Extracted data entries
//! In-process store of trained pipelines keyed by UUID

use super::pipeline::Pipeline;
use crate::error::{MetricsError, Result};
use parking_lot::RwLock;
use std::collections::HashMap;
use std::sync::Arc;
use tracing::info;
use uuid::Uuid;

/// Trained models live for the lifetime of the process; nothing is evicted.
#[derive(Debug, Default)]
pub struct ModelRegistry {
    models: RwLock<HashMap<Uuid, Arc<Pipeline>>>,
}

impl ModelRegistry {
    pub fn new() -> Self {
        Self::default()
    }

    pub fn register(&self, pipeline: Pipeline) -> Uuid {
        let id = Uuid::new_v4();
        let model = pipeline.model_name();
        self.models.write().insert(id, Arc::new(pipeline));
        info!("Registered {} model {}", model, id);
        id
    }

    /// Look up a model by its textual UUID
    pub fn get(&self, model_uuid: &str) -> Result<Arc<Pipeline>> {
        let not_found = || MetricsError::NotFound(format!("Model not found: {}", model_uuid));
        let id = Uuid::parse_str(model_uuid.trim()).map_err(|_| not_found())?;
        self.models.read().get(&id).cloned().ok_or_else(not_found)
    }

    pub fn len(&self) -> usize {
        self.models.read().len()
    }

    pub fn is_empty(&self) -> bool {
        self.models.read().is_empty()
    }
}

Your goal: Search the entries for the line holding "use parking_lot::RwLock;". Return that line and the ones after it through the last, exactly.

Exercise result:
use parking_lot::RwLock;
use std::collections::HashMap;
use std::sync::Arc;
use tracing::info;
use uuid::Uuid;

/// Trained models live for the lifetime of the process; nothing is evicted.
#[derive(Debug, Default)]
pub struct ModelRegistry {
    models: RwLock<HashMap<Uuid, Arc<Pipeline>>>,
}

impl ModelRegistry {
    pub fn new() -> Self {
        Self::default()
    }

    pub fn register(&self, pipeline: Pipeline) -> Uuid {
        let id = Uuid::new_v4();
        let model = pipeline.model_name();
        self.models.write().insert(id, Arc::new(pipeline));
        info!("Registered {} model {}", model, id);
        id
    }

    /// Look up a model by its textual UUID
    pub fn get(&self, model_uuid: &str) -> Result<Arc<Pipeline>> {
        let not_found = || MetricsError::NotFound(format!("Model not found: {}", model_uuid));
        let id = Uuid::parse_str(model_uuid.trim()).map_err(|_| not_found())?;
        self.models.read().get(&id).cloned().ok_or_else(not_found)
    }

    pub fn len(&self) -> usize {
        self.models.read().len()
    }

    pub fn is_empty(&self) -> bool {
        self.models.read().is_empty()
    }
}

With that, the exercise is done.